Al hilo de la muestra, que se clausurará el próximo 30 de septiembre, ha sido mucha la tinta vertida y también crecido el caudal de comentarios, positivos los más, negativos los menos. En medio de ellos alguno ha arremetido no contra la exposición propiamente dicha sino contra su título: no existe esplendor en los Omeyas, se viene a decir, porque la poesía del período es muy mala y la arquitectura, efímera.

Es cierto que el esplendor de la poesía andalusí es posterior; pero poner como prueba de la mala construcción de la época las mismas ruinas de Madinat al-Zahra es como decir que la arquitectura griega era mala, dado que el Partenón está para el arrastre. Es verdad que la catedral de Aquisgrán, donde se corona Carlomagno, sigue en pie, pero no mejor que la mezquita de Córdoba, la que escucha la primera plática de Abderramán III casi el mismo año. Eso no tiene nada que ver con la arquitectura sino con el uso continuado.

En la muestra cordobesa se echa en falta una cuestión: la de contemplar la Historia en toda su plenitud. Sin Mahoma no hay Carlomagno, dijo hace muchos años el historiador Henri Pirenne cuando descubrió que la Edad Moderna no era sino el producto de dos edades medias, cada una de ellas tan mala y tan buena como cualquier mitad de las cientos o miles que la Historia contiene.

Es probable que si la dinastía Omeya hubiera permanecido en Siria habría acabado siendo un apéndice de una nación árabe dirigida, primero por Irak, después por Persia y, más tarde, por Turquía. Pero, a lo mejor, España tampoco hubiera sido algo más que una provincia de alguna de las potencias centroeuropeas.

Sin Al-Ándalus no hay España, se podría decir parafraseando al profesor francés.
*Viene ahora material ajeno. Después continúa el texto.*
//! Lane reorderer for batches of frames
//!
//! A batch of `P` frames of equal length is packed lane-major: element `i` of frame `f` lands at
//! index `i * P + f`, so that every position of all frames is contiguous and the frames can
//! advance through the decoders in lockstep. `P` must be a power of two: whole chunks of each
//! frame are transposed by `log2(P)` passes of pairwise interleaving, and the elements beyond the
//! last full chunk are handled one by one.

use crate::{common::check_len, Error};

/// Default number of elements of a frame transposed together in one chunk
pub const DEFAULT_CHUNK_LEN: usize = 16;

/// Lane reorderer for a fixed number of frames
#[derive(Debug)]
pub struct Reorderer<T> {
    /// Number of frames packed together
    lanes: usize,
    /// Number of elements of each frame per chunk
    chunk_len: usize,
    /// Chunk arena holding the registers of the current pass
    cur: Vec<T>,
    /// Chunk arena receiving the registers of the next pass
    next: Vec<T>,
}

impl<T: Copy + Default> Reorderer<T> {
    /// Returns reorderer for given number of frames.
    ///
    /// # Parameters
    ///
    /// - `lanes`: Number of frames packed together (a power of two).
    ///
    /// - `chunk_len`: Number of elements of each frame transposed per chunk. Must be even for
    ///   the pairwise passes to apply.
    ///
    /// # Errors
    ///
    /// Returns an error if `lanes` is not a power of two or if `chunk_len` is `0` or odd.
    ///
    /// # Examples
    ///
    /// ```
    /// use turbo_siso::Reorderer;
    ///
    /// let mut reorderer = Reorderer::new(2, 4)?;
    /// let frames = [1, 2, 3, 10, 20, 30];
    /// let mut packed = [0; 6];
    /// reorderer.pack(&frames, &mut packed)?;
    /// assert_eq!(packed, [1, 10, 2, 20, 3, 30]);
    /// # Ok::<(), Box<dyn std::error::Error>>(())
    /// ```
    pub fn new(lanes: usize, chunk_len: usize) -> Result<Self, Error> {
        if !lanes.is_power_of_two() {
            return Err(Error::InvalidArgument(format!(
                "Number of lanes must be a power of two (found {lanes})"
            )));
        }
        if chunk_len == 0 || chunk_len % 2 != 0 {
            return Err(Error::InvalidArgument(format!(
                "Chunk length must be a positive even integer (found {chunk_len})"
            )));
        }
        let arena_len = if uses_pairwise_passes(lanes) {
            lanes * chunk_len
        } else {
            0
        };
        Ok(Self {
            lanes,
            chunk_len,
            cur: vec![T::default(); arena_len],
            next: vec![T::default(); arena_len],
        })
    }

    /// Returns number of frames packed together.
    #[must_use]
    pub fn lanes(&self) -> usize {
        self.lanes
    }

    /// Packs frames into lane-major order.
    ///
    /// # Parameters
    ///
    /// - `frames`: `lanes` frames of equal length, stored one after the other.
    ///
    /// - `packed`: Buffer for the lane-major output, of the same length as `frames`.
    ///
    /// # Errors
    ///
    /// Returns an error if the length of `frames` is not a multiple of `lanes`, or if the
    /// lengths of `frames` and `packed` differ.
    pub fn pack(&mut self, frames: &[T], packed: &mut [T]) -> Result<(), Error> {
        let frame_len = self.frame_len(frames.len())?;
        check_len("packed buffer", packed.len(), frames.len())?;
        let num_full = if uses_pairwise_passes(self.lanes) {
            frame_len / self.chunk_len
        } else {
            0
        };
        let (lanes, chunk_len) = (self.lanes, self.chunk_len);
        for c in 0 .. num_full {
            for f in 0 .. lanes {
                let src = &frames[f * frame_len + c * chunk_len ..][.. chunk_len];
                self.cur[f * chunk_len .. (f + 1) * chunk_len].copy_from_slice(src);
            }
            for _ in 0 .. lanes.trailing_zeros() {
                zip_pass(&self.cur, &mut self.next, lanes, chunk_len);
                std::mem::swap(&mut self.cur, &mut self.next);
            }
            packed[c * chunk_len * lanes .. (c + 1) * chunk_len * lanes].copy_from_slice(&self.cur);
        }
        for i in num_full * chunk_len .. frame_len {
            for f in 0 .. lanes {
                packed[i * lanes + f] = frames[f * frame_len + i];
            }
        }
        Ok(())
    }

    /// Unpacks lane-major values back into frames (inverse of [`Reorderer::pack`]).
    ///
    /// # Errors
    ///
    /// Returns an error if the length of `packed` is not a multiple of `lanes`, or if the
    /// lengths of `packed` and `frames` differ.
    pub fn unpack(&mut self, packed: &[T], frames: &mut [T]) -> Result<(), Error> {
        let frame_len = self.frame_len(packed.len())?;
        check_len("frame buffer", frames.len(), packed.len())?;
        let num_full = if uses_pairwise_passes(self.lanes) {
            frame_len / self.chunk_len
        } else {
            0
        };
        let (lanes, chunk_len) = (self.lanes, self.chunk_len);
        for c in 0 .. num_full {
            self.cur
                .copy_from_slice(&packed[c * chunk_len * lanes .. (c + 1) * chunk_len * lanes]);
            for _ in 0 .. lanes.trailing_zeros() {
                unzip_pass(&self.cur, &mut self.next, lanes, chunk_len);
                std::mem::swap(&mut self.cur, &mut self.next);
            }
            for f in 0 .. lanes {
                frames[f * frame_len + c * chunk_len ..][.. chunk_len]
                    .copy_from_slice(&self.cur[f * chunk_len .. (f + 1) * chunk_len]);
            }
        }
        for i in num_full * chunk_len .. frame_len {
            for f in 0 .. lanes {
                frames[f * frame_len + i] = packed[i * lanes + f];
            }
        }
        Ok(())
    }

    /// Returns frame length for given total length.
    fn frame_len(&self, total_len: usize) -> Result<usize, Error> {
        if total_len % self.lanes == 0 {
            Ok(total_len / self.lanes)
        } else {
            Err(Error::LengthError(format!(
                "Buffer length {total_len} is not a multiple of the number of lanes {}",
                self.lanes
            )))
        }
    }
}

/// Returns `true` if whole chunks are transposed by pairwise passes.
fn uses_pairwise_passes(lanes: usize) -> bool {
    lanes >= 2
}

/// Interleaves register `j` with register `j + lanes/2`, writing the low halves to register
/// `2j` and the high halves to register `2j + 1`.
fn zip_pass<T: Copy>(cur: &[T], next: &mut [T], lanes: usize, chunk_len: usize) {
    let half = chunk_len / 2;
    for j in 0 .. lanes / 2 {
        let a = &cur[j * chunk_len .. (j + 1) * chunk_len];
        let b = &cur[(j + lanes / 2) * chunk_len .. (j + lanes / 2 + 1) * chunk_len];
        let (lo, hi) = next[2 * j * chunk_len .. (2 * j + 2) * chunk_len].split_at_mut(chunk_len);
        for m in 0 .. half {
            lo[2 * m] = a[m];
            lo[2 * m + 1] = b[m];
            hi[2 * m] = a[half + m];
            hi[2 * m + 1] = b[half + m];
        }
    }
}

/// Inverse of [`zip_pass`].
fn unzip_pass<T: Copy>(cur: &[T], next: &mut [T], lanes: usize, chunk_len: usize) {
    let half = chunk_len / 2;
    let (first, second) = next.split_at_mut(lanes / 2 * chunk_len);
    for j in 0 .. lanes / 2 {
        let lo = &cur[2 * j * chunk_len .. (2 * j + 1) * chunk_len];
        let hi = &cur[(2 * j + 1) * chunk_len .. (2 * j + 2) * chunk_len];
        let a = &mut first[j * chunk_len .. (j + 1) * chunk_len];
        let b = &mut second[j * chunk_len .. (j + 1) * chunk_len];
        for m in 0 .. half {
            a[m] = lo[2 * m];
            b[m] = lo[2 * m + 1];
            a[half + m] = hi[2 * m];
            b[half + m] = hi[2 * m + 1];
        }
    }
}

#[cfg(test)]
mod tests_of_reorderer {
    use rand::{rngs::StdRng, Rng, SeedableRng};

    use super::*;

    /// Returns lane-major packing computed element by element.
    fn naive_pack(frames: &[u32], lanes: usize) -> Vec<u32> {
        let frame_len = frames.len() / lanes;
        let mut packed = vec![0; frames.len()];
        for f in 0 .. lanes {
            for i in 0 .. frame_len {
                packed[i * lanes + f] = frames[f * frame_len + i];
            }
        }
        packed
    }

    #[test]
    fn test_new() {
        assert!(Reorderer::<u8>::new(0, 16).is_err());
        assert!(matches!(
            Reorderer::<u8>::new(3, 8),
            Err(Error::InvalidArgument(_))
        ));
        assert!(Reorderer::<u8>::new(12, 8).is_err());
        assert!(Reorderer::<u8>::new(4, 0).is_err());
        assert!(Reorderer::<u8>::new(4, 5).is_err());
        let reorderer = Reorderer::<u8>::new(4, 8).unwrap();
        assert_eq!(reorderer.lanes(), 4);
        assert_eq!(reorderer.cur.len(), 32);
        assert!(Reorderer::<u8>::new(1, 8).unwrap().cur.is_empty());
    }

    #[test]
    fn test_pack_matches_definition() {
        let mut rng = StdRng::seed_from_u64(7);
        for lanes in [1, 2, 4, 8, 16, 32] {
            for frame_len in [0, 1, 7, 16, 37, 64] {
                let frames: Vec<u32> = (0 .. lanes * frame_len).map(|_| rng.random()).collect();
                let mut reorderer = Reorderer::new(lanes, 8).unwrap();
                let mut packed = vec![0; frames.len()];
                reorderer.pack(&frames, &mut packed).unwrap();
                assert_eq!(packed, naive_pack(&frames, lanes));
            }
        }
    }

    #[test]
    fn test_unpack_inverts_pack() {
        let mut rng = StdRng::seed_from_u64(11);
        for lanes in [2, 4, 8, 16] {
            for chunk_len in [2, 4, 16] {
                let frame_len = 3 * chunk_len + 5;
                let frames: Vec<i16> = (0 .. lanes * frame_len).map(|_| rng.random()).collect();
                let mut reorderer = Reorderer::new(lanes, chunk_len).unwrap();
                let mut packed = vec![0; frames.len()];
                let mut unpacked = vec![0; frames.len()];
                reorderer.pack(&frames, &mut packed).unwrap();
                reorderer.unpack(&packed, &mut unpacked).unwrap();
                assert_eq!(unpacked, frames);
            }
        }
    }

    #[test]
    fn test_size_mismatch() {
        let mut reorderer = Reorderer::new(4, 2).unwrap();
        let mut out = [0u8; 8];
        assert!(reorderer.pack(&[0u8; 7], &mut out[.. 7]).is_err());
        assert!(reorderer.pack(&[0u8; 8], &mut out[.. 4]).is_err());
        assert!(reorderer.unpack(&[0u8; 6], &mut out).is_err());
    }
}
Los Omeyas hispanos o andalusíes (no andaluces, efectivamente) son uno de los polos de la Europa que entonces empieza a construirse; el reino de los francos de Carlomagno (que tampoco es Francia) es el otro. Y el esplendor de cada cual, como es natural, relativo: muy grande con respecto a los convulsos tiempos anteriores, más pequeño si se compara con el del Renacimiento.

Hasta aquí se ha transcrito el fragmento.